Называя два каких-нибудь конкретных предмета, человек сначала не соединял их в словесную форму суждения, как субъект и предикат, а указывал их взаимоотношение непосредственно, без звуков, мимически, или телепатически. Однако, по мере того, как искусственными стали не только многие предметы, но и действия самого человека, соответственно стали появляться и слова, обозначающая указанные действия. В связи же с этим вся психика человека постепенно стала претерпевать изменения.
Первичная телепатическая передача всегда была целостной, в виде полной картины, возникающей в сознании отправителя. Но совсем не то стало происходить при речевом общении, когда запас звуковых сигналов оказался достаточно значительным, чтобы заменить собою непосредственную мысленную связь индивидуумов. Речевое общение прежде всего произвело, так сказать, поляризацию в прежнем экранном образе мышления. Оно из всей картины, представлявшейся отправителю, брало только те элементы, которые давали самый существенный ее «разрез». В противоположность телепатическому собеседнику, собеседник речевой не может передать любое происшествие во всей полноте зрительных, слуховых, мускульных и прочих ощущений; он должен восстанавливать картину, давая разные ее более или менее существенные сечения. А так как таких сечений неопределенное множество, то всякое речевое изложение всегда односторонне ограничено. Первоначальное употребление слов, с их расплывчатым отношением к содержанию и объему понятий, делало малоценным каждое сечение картины. Следовательно, речевое общение требовало какой-то особой обработки, чтобы компенсировать утерю преимуществ телепатического общения. И, вот, интеллект взял на себя эту работу.
Первобытная речь при установлении более точного кода требовала от интеллекта создания особых условных мыслительных образов, которые были бы своего рода орудиями новой формы общения. Подобно тому, как внешние искусственные орудия сделались необходимыми мертвыми придатками к телу, общие представления и понятия стали искусственными орудиями мышления, добавочными придатками к психике. Первоначально эти «проекции» интеллекта предназначались исключительно для практической социальной жизни, а затем стали орудиями и индивидуального мышления.

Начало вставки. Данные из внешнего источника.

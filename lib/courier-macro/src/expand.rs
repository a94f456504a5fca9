//! Code generation for `#[derive(Endpoint)]`.

use proc_macro2::{Span, TokenStream};
use quote::quote;
use syn::{DeriveInput, Ident, parse2};

use crate::attrs::{EndpointOptions, parse_endpoint_options, split_path_template};

/// Expand the `#[derive(Endpoint)]` macro.
pub fn expand_endpoint_derive(input: TokenStream) -> syn::Result<TokenStream> {
    let input: DeriveInput = parse2(input)?;
    let options = parse_endpoint_options(&input)?;

    let name = &input.ident;
    let (impl_generics, ty_generics, where_clause) = input.generics.split_for_impl();

    let response = options
        .response
        .as_ref()
        .map_or_else(|| quote! { ::courier::Raw }, |ty| quote! { #ty });
    let method = Ident::new(options.method.as_str(), Span::call_site());

    let items = [
        base_url_fn(&options),
        path_fn(&options)?,
        url_fn(&options),
        timeout_fn(&options),
        format_fn(&options),
        date_fns(&options),
        capability_fns(&options),
    ];

    Ok(quote! {
        impl #impl_generics ::courier::Endpoint for #name #ty_generics #where_clause {
            type Response = #response;

            const METHOD: ::courier::Method = ::courier::Method::#method;

            #(#items)*
        }
    })
}

fn base_url_fn(options: &EndpointOptions) -> TokenStream {
    let Some(base_url) = &options.base_url else {
        return TokenStream::new();
    };
    quote! {
        fn base_url(&self) -> ::std::borrow::Cow<'_, str> {
            ::std::borrow::Cow::Borrowed(#base_url)
        }
    }
}

fn path_fn(options: &EndpointOptions) -> syn::Result<TokenStream> {
    let Some(path) = &options.path else {
        return Ok(TokenStream::new());
    };

    let (format, placeholders) = split_path_template(&path.value());
    if placeholders.is_empty() {
        return Ok(quote! {
            fn path(&self) -> ::std::borrow::Cow<'_, str> {
                ::std::borrow::Cow::Borrowed(#path)
            }
        });
    }

    let fields = placeholders
        .iter()
        .map(|placeholder| {
            syn::parse_str::<Ident>(placeholder).map_err(|_| {
                syn::Error::new_spanned(
                    path,
                    format!("path placeholder `{{{placeholder}}}` is not a field name"),
                )
            })
        })
        .collect::<syn::Result<Vec<_>>>()?;
    Ok(quote! {
        fn path(&self) -> ::std::borrow::Cow<'_, str> {
            ::std::borrow::Cow::Owned(::std::format!(#format, #(self.#fields),*))
        }
    })
}

fn url_fn(options: &EndpointOptions) -> TokenStream {
    let Some(url) = &options.url else {
        return TokenStream::new();
    };
    // Already validated at expansion time.
    quote! {
        fn url(&self) -> ::std::option::Option<::courier::Url> {
            ::courier::Url::parse(#url).ok()
        }
    }
}

fn timeout_fn(options: &EndpointOptions) -> TokenStream {
    let Some(timeout) = options.timeout else {
        return TokenStream::new();
    };
    let millis = u64::try_from(timeout.as_millis()).unwrap_or(u64::MAX);
    quote! {
        fn timeout(&self) -> ::std::time::Duration {
            ::std::time::Duration::from_millis(#millis)
        }
    }
}

fn format_fn(options: &EndpointOptions) -> TokenStream {
    let Some(format) = options.format else {
        return TokenStream::new();
    };
    let variant = Ident::new(format.as_str(), Span::call_site());
    quote! {
        fn result_format(&self) -> ::courier::ResultFormat {
            ::courier::ResultFormat::#variant
        }
    }
}

fn date_fns(options: &EndpointOptions) -> TokenStream {
    let Some(strategy) = options.date_strategy else {
        return TokenStream::new();
    };
    let variant = Ident::new(strategy.as_str(), Span::call_site());
    quote! {
        fn date_encoding_strategy(&self) -> ::courier::DateStrategy {
            ::courier::DateStrategy::#variant
        }

        fn date_decoding_strategy(&self) -> ::courier::DateStrategy {
            ::courier::DateStrategy::#variant
        }
    }
}

fn capability_fns(options: &EndpointOptions) -> TokenStream {
    let mut tokens = TokenStream::new();

    if let Some(field) = &options.pre_encoded {
        tokens.extend(quote! {
            fn pre_encoded(&self) -> ::std::option::Option<::courier::Bytes> {
                ::std::option::Option::Some(::std::convert::Into::into(
                    ::std::clone::Clone::clone(&self.#field),
                ))
            }
        });
    }
    if options.encodable {
        tokens.extend(quote! {
            fn encodable(&self) -> ::std::option::Option<&dyn ::courier::EncodeBody> {
                ::std::option::Option::Some(self)
            }
        });
    }
    if options.sign {
        tokens.extend(quote! {
            fn signer(&self) -> ::std::option::Option<&dyn ::courier::Authenticating> {
                ::std::option::Option::Some(self)
            }
        });
    }
    if options.intercept {
        tokens.extend(quote! {
            fn interceptor(&self) -> ::std::option::Option<&dyn ::courier::Interceptable> {
                ::std::option::Option::Some(self)
            }
        });
    }
    if options.publish {
        tokens.extend(quote! {
            fn publisher(&self) -> ::std::option::Option<&dyn ::courier::NotificationPublishable> {
                ::std::option::Option::Some(self)
            }
        });
    }

    tokens
}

Как же образовывались общие представления и понятия? Не только в виде метафоры, но на основании более глубокого параллелизма, можно сказать, что эти орудия интеллекта с начала своего возникновения подверглись постепенно такой же обработке, как и орудия материальные. Другими словами, понятия тоже проходили свой древнекаменный век, свой век ново-каменный, прежде чем дошли до нынешнего цивилизованного состояния, подобно предметам машинной техники. Первичные слова можно сравнить с «эолитами», обработка которых была совсем примитивной; и, подобно тому, как эолит с развитием палеолитической культуры приобрел множество граней и дошел до шлифования неолитического состояния, так и примитивные частные представления, взятые в сыром виде из картины экранного мышления, постепенно обрабатывались, приобретали новые грани, доходили до полной шлифовки. Новые грани давали, так сказать, более точный комплекс признаков для содержания понятия; сам же контур словесного орудия как бы соответствовал объему понятия.

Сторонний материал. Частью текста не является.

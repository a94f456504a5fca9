//! # Chapter 1: Bodies & Capabilities
//!
//! Optional behaviors an endpoint can opt into.
//!
//! ## JSON Bodies
//!
//! Mark a `Serialize` endpoint as `encodable` and it becomes its own body:
//!
//! ```ignore
//! #[derive(Serialize, Endpoint)]
//! #[endpoint(method = "POST", base_url = "https://api.example.com", path = "/users")]
//! #[endpoint(response = User, encodable)]
//! pub struct CreateUser {
//!     pub display_name: String,
//! }
//! ```
//!
//! Dates inside the body are written as [`Timestamp`](crate::Timestamp)
//! values, following the endpoint's date strategy:
//!
//! ```ignore
//! #[endpoint(method = "POST", url = "https://api.example.com/events", encodable, date_strategy = "iso8601")]
//! ```
//!
//! ## Pre-Encoded Bodies
//!
//! Point `pre_encoded` at a field holding bytes you already have. It wins over
//! `encodable` when both are present:
//!
//! ```ignore
//! #[derive(Endpoint)]
//! #[endpoint(method = "PUT", url = "https://files.example.com/avatar", pre_encoded = "png")]
//! pub struct UploadAvatar {
//!     pub png: Vec<u8>,
//! }
//! ```
//!
//! ## Signing
//!
//! `sign` runs after the result format headers are set:
//!
//! ```ignore
//! #[derive(Endpoint)]
//! #[endpoint(method = "GET", url = "https://api.example.com/me", sign)]
//! pub struct Me {
//!     pub token: String,
//! }
//!
//! impl Authenticating for Me {
//!     fn sign(&self, request: Request) -> Request {
//!         request.with_header("Authorization", format!("Bearer {}", self.token))
//!     }
//! }
//! ```
//!
//! ## Interception
//!
//! `intercept` runs last, right before the transport. Headers set here are the
//! ones that go on the wire, even those the result format also sets:
//!
//! ```ignore
//! impl Interceptable for Me {
//!     fn intercept(&self, request: Request) -> Request {
//!         request.with_header("Accept", "application/vnd.example+json")
//!     }
//! }
//! ```
//!
//! ## Order of Operations
//!
//! ```text
//! request() → result format headers → sign → intercept → transport
//! ```
//!
//! ## Next Steps
//!
//! - [Chapter 2: Results & Errors][super::chapter_2] - What comes back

Каково же происхождение общих понятий в связи с переходом человека от телепатического общения к речевому? При телепатической передаче какого-нибудь образа, как агент беседы, так и перципиент, оба имели один и тот же конкретный образ предмета; в сознании перципиента, например, возникал тот именно олень, который находился в сознании агента. Между тем, при речевой передаче, слово «олень» вызывает у обоих собеседников различные образы, в зависимости от личного опыта каждого. Поэтому для удобства общения, чтобы каждый беседующий ассоциировал с данным словом именно то, что нужно в целях взаимного понимания, возникал вопрос о соответствующей точности. Смутное представление, связанное с необработанным еще словом «олень», должно было перейти к более четкому общему представлению, при котором несущественные признаки постепенно удалялись. Это обеднение представления давало необходимый полезный результат для речевой связи, но т. к. «обетованный» словесный олень терял частные признаки телепатически передававшиеся, а именно большого или малого, молодого или старого, бегущего или стоящего на месте, – то возникала естественная необходимость в новых словах, указывавших на отдельные индивидуальные признаки. Таким образом, из самой сущности речевого общения вытекало создание новых слов для обозначения действия, состояния, обстоятельств места, пространства, времени, принадлежности и прочих характеристик. Каждое же из этих слов, в свою очередь, должно было подвергнуться своей шлифовке или дальнейшему распаду на новые звуковые сигналы.